The Festival of Unleavened Bread

At the seder table, watching some apple-cheeked cherub stumble through the Four Questions, I feel my prolonged adolescence acutely, like an estranged anomaly, an affront to the natural order. If I were gay I'd have an excuse. Hell, if I were gay I might have adopted a kid by now. But I'm not gay -- I'm just stuck in a folded paper hat at the festival of unleavened bread.

At Sukkot (a holiday) last year, these same cousins almost sat me at the children's table. I wouldn't have minded, but I couldn't help wondering how they had arrived at that decision.

"Look, we still have too many people at the main table. Can we disinvite your mother?"

"Not again. She's still complaining about last year. What else can we do?"

"Well, Barak is alone again, and he's like a big kid. More or less…"

"Good idea! Let's put him there so the Rubins can sit together. Barak can talk about DJs with David. Or being a vegetarian."

"Do you think he'll mind?"

"Who cares if he minds? I just don't want him hitting on the Goldbergs' 19-year-old daughter."


At the last minute, I got an upgrade to the adult section.

The Three Questions

My safta (grandmother), may she rest in peace, had a little seder (not just the Passover dinner, but literally "order" or process)of her own whenever I came to visit her in Jerusalem.

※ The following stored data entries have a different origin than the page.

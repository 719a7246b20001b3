//! Export views
//!
//! All views require an active staff user and share one [`ExportState`].

mod export;
mod related;
mod selected;

pub use export::{EXPORT_MESSAGE_HEADER, ExportView, encode_export_message};
pub use related::RelatedFieldsView;
pub use selected::{ExportSelectedView, SESSION_KEY_PREFIX, export_selected_objects};

use crate::session::{Session, SessionBackend, split_ids};
use crate::Request;
use admin_export_core::{
	AdminError, AdminResult, AdminSite, ContentTypeId, DefaultReportConverter, FieldIntrospector,
	ModelIntrospector, RecordStore, ReportConverter, User,
};
use serde::Serialize;
use serde_json::{Map, Value};
use std::sync::Arc;

/// Default number of ids above which a selection is stored in the session
pub const DEFAULT_SESSION_IDS_THRESHOLD: usize = 1000;

/// Request-independent view settings
#[derive(Debug, Clone, PartialEq, Eq)]
pub struct ExportConfig {
	/// Mount point of the export views, without trailing slash
	pub url_prefix: String,
	pub session_cookie_name: String,
	pub session_ids_threshold: usize,
}

impl Default for ExportConfig {
	fn default() -> Self {
		Self {
			url_prefix: "/export".to_string(),
			session_cookie_name: "sessionid".to_string(),
			session_ids_threshold: DEFAULT_SESSION_IDS_THRESHOLD,
		}
	}
}

/// State shared by the export views
pub struct ExportState {
	pub site: Arc<AdminSite>,
	pub store: Arc<dyn RecordStore>,
	pub sessions: Arc<dyn SessionBackend>,
	pub introspector: Arc<dyn FieldIntrospector>,
	pub converter: Arc<dyn ReportConverter>,
	pub config: ExportConfig,
}

impl ExportState {
	/// State with the schema-backed introspector and the default converter
	pub fn new(
		site: Arc<AdminSite>,
		store: Arc<dyn RecordStore>,
		sessions: Arc<dyn SessionBackend>,
	) -> Self {
		let apps = site.apps().clone();
		Self {
			introspector: Arc::new(ModelIntrospector::new(apps.clone())),
			converter: Arc::new(DefaultReportConverter::new(apps, store.clone())),
			site,
			store,
			sessions,
			config: ExportConfig::default(),
		}
	}

	pub fn with_converter(mut self, converter: Arc<dyn ReportConverter>) -> Self {
		self.converter = converter;
		self
	}

	pub fn with_config(mut self, config: ExportConfig) -> Self {
		self.config = config;
		self
	}

	/// Load the request's session
	pub(crate) async fn session(&self, request: &Request) -> AdminResult<Session> {
		Session::from_request(request, &self.config.session_cookie_name, self.sessions.clone()).await
	}
}

/// Reject users who may not use the admin console
pub(crate) fn require_staff(user: &User) -> AdminResult<()> {
	if user.is_active_staff() {
		Ok(())
	} else {
		Err(AdminError::PermissionDenied(
			"staff member login required".to_string(),
		))
	}
}

/// Numeric content type id from a query parameter
pub(crate) fn content_type_param(request: &Request, name: &str) -> AdminResult<ContentTypeId> {
	let raw = request
		.query(name)
		.ok_or_else(|| AdminError::MissingParameter(name.to_string()))?;
	raw.trim()
		.parse()
		.map_err(|_| AdminError::InvalidParameter(format!("{} must be a content type id", name)))
}

/// Primary keys from `session_key` or `ids`, in that order of preference
pub(crate) fn record_ids(request: &Request, session: &Session) -> AdminResult<Vec<String>> {
	if let Some(key) = request.query_non_empty("session_key") {
		return session.get_ids(key);
	}
	request
		.query("ids")
		.map(split_ids)
		.ok_or_else(|| AdminError::MissingParameter("ids".to_string()))
}

/// `ct` and the request's id source, encoded for a query string
pub(crate) fn selection_query(request: &Request, ct: ContentTypeId) -> AdminResult<String> {
	let ct = ct.to_string();
	let source = match request.query_non_empty("session_key") {
		Some(key) => ("session_key", key),
		None => ("ids", request.query("ids").unwrap_or("")),
	};
	serde_urlencoded::to_string([("ct", ct.as_str()), source])
		.map_err(|e| AdminError::InvalidParameter(e.to_string()))
}

/// Serialize into a JSON object for template contexts
pub(crate) fn to_map(value: impl Serialize) -> AdminResult<Map<String, Value>> {
	match serde_json::to_value(value) {
		Ok(Value::Object(map)) => Ok(map),
		Ok(_) => Ok(Map::new()),
		Err(e) => Err(AdminError::TemplateError(e.to_string())),
	}
}
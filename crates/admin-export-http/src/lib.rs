//! # Admin Export HTTP
//!
//! Request and response types, sessions, the export views and a hyper HTTP/1
//! server for the admin export add-on.
//!
//! ## Quick Start
//!
//! ```rust,no_run
//! use admin_export_core::{AdminSite, InMemoryRecordStore};
//! use admin_export_http::{ExportRouter, ExportState, HttpServer, InMemorySessionBackend};
//! use std::sync::Arc;
//!
//! # async fn example() -> Result<(), Box<dyn std::error::Error>> {
//! let site = Arc::new(AdminSite::new("Shop admin"));
//! let state = ExportState::new(
//!     site,
//!     Arc::new(InMemoryRecordStore::new()),
//!     Arc::new(InMemorySessionBackend::new()),
//! );
//!
//! let router = ExportRouter::new(Arc::new(state));
//! HttpServer::new(Arc::new(router))
//!     .listen("127.0.0.1:8000".parse()?)
//!     .await?;
//! # Ok(())
//! # }
//! ```

pub mod handler;
pub mod request;
pub mod response;
pub mod router;
pub mod server;
pub mod session;
pub mod templates;
pub mod views;

pub use handler::Handler;
pub use request::{Request, RequestBuilder};
pub use response::Response;
pub use router::ExportRouter;
pub use server::HttpServer;
pub use session::{AUTH_USER_KEY, InMemorySessionBackend, Session, SessionBackend, SessionError};
pub use views::{
	DEFAULT_SESSION_IDS_THRESHOLD, EXPORT_MESSAGE_HEADER, ExportConfig, ExportSelectedView,
	ExportState, ExportView, RelatedFieldsView, SESSION_KEY_PREFIX, encode_export_message,
	export_selected_objects,
};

She ran that seder like clockwork, and it consisted of The Snack and The Three Questions. She'd feed me a crooked slice of cake and a glass of tea and ask:

• Why are you so skinny?
• Why did you come for such a short visit?
• When are you getting married? (Matai teet-khaten?)

That was the routine, without fail, for fifteen years, until the year she stopped asking questions. She never liked my answers.

Many years ago, safta told my first cousin Gila, "Marriage isn't for now. Now it's fun to be single. Marriage is for later." Gila took that advice to heart and found a guy at a religious mixer in the Catskills. They moved into the land of Queens, and she bore him five children, and there they dwelt, building a mountain of equity and a bigger mountain of disposable diapers. Amen. But Gila always wanted a family.

No Answers

Most of the time, I live my life on my own terms, and for better or for worse -- it's my life. A few times a year, our heritage reaches up like that hand from the grave in "Carrie" and drags me into the mulch of our traditions, where it rubs my nose in every decision I ever made or didn't. Socrates said, "The unexamined life is not worth living," but as far as I can tell, the examined life isn't all it's cracked up to be either.

As the seder draws close, I confess to mixed emotions. No, I don't want to pray, and I don't wish I were having my own seder, but I feel a little bad about the pizza in my freezer. I'll be eating hametz (leavened bread, forbidden during the eight days of Passover), but I wonder if my saba Avram, a man who essentially lived in a shul, was right. After all, he led a happy and fulfilled life, while I'm forever wandering through my own modern diaspora. Yet my revulsion for religion and the religious and all those easy answers keeps me from delving into the four or forty or 400 questions that nag at me. Was saba Avram right? Was Socrates?

This year, I'll be reading my paragraphs in a sober, clear voice. No jokes. I'm not going for the easy laughs anymore. No, I have a very adult seder plan this year. I'll bring a real horseradish to make sure everybody feels the pain of history. I'll have my four glasses of wine when I'm supposed to. I'll eat my matzoh, read like a mensch, and maybe help some kid hide the afikoman (a piece of matzoh that kids hide and hold for a ransom).

And I decided to invite my girlfriend. She's not a Jew, and she's never been to a seder. She's looking forward to it.

2 comments:

David Lazar said...

Next year in Tel Aviv, with the Lazars, OK? lots of humor, lots of non Jews lots of meaning and lots of fun.
And veggie food.
C'mon, you'll enjoy it.

Lord Zim said...

Do you sing "Next Year in Jerusalem" when you're already in Jerusalem? What about when you're in Tel Aviv?

Thank you for the invitation. Inshallah, I'll be able to accept it. I bet your seder is everything you promise and much more.

For all my grousing, I must admit: I had a very good time at the seder this year. Thanks, esteemed cousins! It went by so quickly there was hardly any time to get restless.